C’est la première fois que je viens au FESPACO et je trouve que c’est bien organisé. Les salles de projection ont été bien choisies et la répartition a aussi été bien faite. Les organisateurs sont accessibles et ils s’impliquent vraiment pour la réussite de la manifestation.

La 23e édition du FESPACO se tient sous le thème « Cinéma et politiques publiques en Afrique ». Quel est aujourd’hui le rôle de l’Etat sénégalais dans la production des films ?

L’Etat sénégalais ne s’est pas vraiment impliqué dans la production cinématographique. On voit cette année que le gouvernement sénégalais a envoyé une grande délégation conduite par le ministre de la Culture. Il y a aussi le conseiller spécial du président de la république qui fait partie de la délégation. C’est certes un accompagnement pour la participation au FESPACO mais cette stratégie ne traduit pas la réalité sur le terrain.
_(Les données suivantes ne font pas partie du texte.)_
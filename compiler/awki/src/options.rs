//! Command-line option parsing.
//!
//! ```text
//! awki [-F fs] [-v var=value]... [--debug] 'program' [operand...]
//! awki [-F fs] [-v var=value]... [--debug] -f progfile [-f progfile]... [operand...]
//! ```
//!
//! Option values may be attached (`-F:`) or separate (`-F :`). Parsing stops
//! at the first argument that is not an option, or after `--`.

use thiserror::Error;

pub const USAGE: &str = "\
usage: awki [-F fs] [-v var=value] [--debug] 'program' [file ...]
       awki [-F fs] [-v var=value] [--debug] -f progfile [file ...]";

/// Where the program text comes from.
#[derive(Clone, Debug, PartialEq, Eq)]
pub enum ProgramSource {
    Text(String),
    Files(Vec<String>),
}

#[derive(Clone, Debug, PartialEq, Eq)]
pub struct Options {
    pub field_separator: Option<String>,
    pub assignments: Vec<(String, String)>,
    pub program: ProgramSource,
    pub operands: Vec<String>,
    /// Dump the parsed program and trace execution to stderr.
    pub debug: bool,
}

#[derive(Clone, Debug, PartialEq, Eq)]
pub enum Command {
    Run(Options),
    Help,
    Version,
}

#[derive(Clone, Debug, PartialEq, Eq, Error)]
pub enum UsageError {
    #[error("option `{0}` requires an argument")]
    MissingValue(String),
    #[error("unknown option `{0}`")]
    UnknownOption(String),
    #[error("`{0}` is not a valid assignment (expected var=value)")]
    InvalidAssignment(String),
    #[error("no program text given")]
    MissingProgram,
}

/// Parse the arguments that follow the executable name.
pub fn parse_args(args: &[String]) -> Result<Command, UsageError> {
    let mut field_separator = None;
    let mut assignments = Vec::new();
    let mut program_files = Vec::new();
    let mut debug = false;

    let mut rest = args.iter();
    let mut positional = Vec::new();
    while let Some(arg) = rest.next() {
        match arg.as_str() {
            "--" => break,
            "--help" | "-h" => return Ok(Command::Help),
            "--version" => return Ok(Command::Version),
            "--debug" => debug = true,
            "-" => {
                positional.push(arg.clone());
                break;
            }
            flag if flag.starts_with('-') && flag.len() > 1 => {
                let (name, attached) = flag.split_at(2);
                let value = |rest: &mut std::slice::Iter<'_, String>| {
                    if attached.is_empty() {
                        rest.next()
                            .cloned()
                            .ok_or_else(|| UsageError::MissingValue(name.to_string()))
                    } else {
                        Ok(attached.to_string())
                    }
                };
                match name {
                    "-F" => field_separator = Some(separator_option(&value(&mut rest)?)),
                    "-v" => {
                        let text = value(&mut rest)?;
                        let (var, val) = split_assignment(&text)
                            .ok_or_else(|| UsageError::InvalidAssignment(text.clone()))?;
                        assignments.push((var.to_string(), val.to_string()));
                    }
                    "-f" => program_files.push(value(&mut rest)?),
                    _ => return Err(UsageError::UnknownOption(flag.to_string())),
                }
            }
            _ => {
                positional.push(arg.clone());
                break;
            }
        }
    }
    positional.extend(rest.cloned());

    let mut positional = positional.into_iter();
    let program = if program_files.is_empty() {
        ProgramSource::Text(positional.next().ok_or(UsageError::MissingProgram)?)
    } else {
        ProgramSource::Files(program_files)
    };

    Ok(Command::Run(Options {
        field_separator,
        assignments,
        program,
        operands: positional.collect(),
        debug,
    }))
}

/// `-F t` means a tab, as does a literal `\t`.
fn separator_option(value: &str) -> String {
    match value {
        "t" | "\\t" => "\t".to_string(),
        other => other.to_string(),
    }
}

fn split_assignment(text: &str) -> Option<(&str, &str)> {
    let (name, value) = text.split_once('=')?;
    let mut chars = name.chars();
    let head = chars.next()?;
    let valid = (head.is_ascii_alphabetic() || head == '_')
        && chars.all(|c| c.is_ascii_alphanumeric() || c == '_');
    valid.then_some((name, value))
}

#[cfg(test)]
#[expect(clippy::unwrap_used, reason = "Tests use unwrap for brevity")]
mod tests {
    use super::*;
    use pretty_assertions::assert_eq;

    fn args(list: &[&str]) -> Vec<String> {
        list.iter().map(ToString::to_string).collect()
    }

    fn options(list: &[&str]) -> Options {
        match parse_args(&args(list)).unwrap() {
            Command::Run(options) => options,
            other => panic!("expected a run, got {other:?}"),
        }
    }

    #[test]
    fn program_text_and_operands() {
        let parsed = options(&["{ print }", "a.txt", "x=1"]);
        assert_eq!(parsed.program, ProgramSource::Text("{ print }".into()));
        assert_eq!(parsed.operands, ["a.txt", "x=1"]);
        assert_eq!(parsed.field_separator, None);
        assert!(!parsed.debug);
    }

    #[test]
    fn attached_and_separate_values() {
        let parsed = options(&["-F:", "-v", "n=3", "-vname=awk", "--debug", "1"]);
        assert_eq!(parsed.field_separator.as_deref(), Some(":"));
        assert_eq!(
            parsed.assignments,
            [("n".to_string(), "3".to_string()), ("name".to_string(), "awk".to_string())]
        );
        assert!(parsed.debug);
        assert_eq!(parsed.program, ProgramSource::Text("1".into()));
    }

    #[test]
    fn tab_separator() {
        assert_eq!(options(&["-F", "t", "1"]).field_separator.as_deref(), Some("\t"));
        assert_eq!(options(&["-F\\t", "1"]).field_separator.as_deref(), Some("\t"));
    }

    #[test]
    fn program_files_leave_all_positionals_as_operands() {
        let parsed = options(&["-f", "a.awk", "-fb.awk", "in.txt"]);
        assert_eq!(
            parsed.program,
            ProgramSource::Files(vec!["a.awk".into(), "b.awk".into()])
        );
        assert_eq!(parsed.operands, ["in.txt"]);
    }

    #[test]
    fn options_stop_at_the_program() {
        let parsed = options(&["--", "-v", "file"]);
        assert_eq!(parsed.program, ProgramSource::Text("-v".into()));
        assert_eq!(parsed.operands, ["file"]);

        let parsed = options(&["{ print }", "-F", "x"]);
        assert_eq!(parsed.operands, ["-F", "x"]);
    }

    #[test]
    fn usage_errors() {
        assert_eq!(parse_args(&args(&[])), Err(UsageError::MissingProgram));
        assert_eq!(
            parse_args(&args(&["-F"])),
            Err(UsageError::MissingValue("-F".into()))
        );
        assert_eq!(
            parse_args(&args(&["-q", "1"])),
            Err(UsageError::UnknownOption("-q".into()))
        );
        assert_eq!(
            parse_args(&args(&["-v", "1x=2", "1"])),
            Err(UsageError::InvalidAssignment("1x=2".into()))
        );
    }

    #[test]
    fn help_and_version() {
        assert_eq!(parse_args(&args(&["--help"])), Ok(Command::Help));
        assert_eq!(parse_args(&args(&["-v", "a=1", "--version"])), Ok(Command::Version));
    }
}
Ce n’est pas vraiment ce qu’on cherche. Nous souhaitons que l’Etat nous accompagne dans la production de nos films. Il ne faut pas attendre que des films soient sélectionnés au FESPACO pour venir faire son show. Tout compte fait je reste optimiste pour la suite car c’est la première fois qu’un ministre de la Culture accompagne les cinéastes. Il y aura, peut-être une prise de conscience à l’issue de l’édition.

Où se situent aujourd’hui les problèmes des cinéastes sénégalais ?
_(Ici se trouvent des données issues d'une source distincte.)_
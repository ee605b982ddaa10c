//! Parser tests.
//!
//! - `expr_tests`: flat term lists, laziness of `&&`/`||`/`?:`, getline forms
//! - `item_tests`: patterns, pattern-actions, functions, statements, errors

mod item_tests;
Nous avons de grosses difficultés pour réaliser nos films. Il y a certes une éclosion de jeunes cinéastes sénégalais. Mais il y a d’énormes difficultés pour trouver des financements pour faire un film. La plupart de ceux qui ont présenté une œuvre cette année l’ont réalisé sur financements de structures occidentales comme Fonds Sud ou OIF.

Que faut-il concrètement faire pour le cinéma sénégalais ?

Il devient plus qu’urgent de mettre en place un fonds d’aide aux réalisateurs sénégalais pour la production de leurs films. Comme les gens se débattent pour produire eux-mêmes leurs films, ils sont maintenant obligés de créer ce fonds là pour les soutenir. Il n’y a plus de mais qui tienne. Après avoir vu ici comment les choses se passent, ils seront vraiment obligés d’instaurer une politique de financement des productions. Et je suis convaincue qu’ils le feront.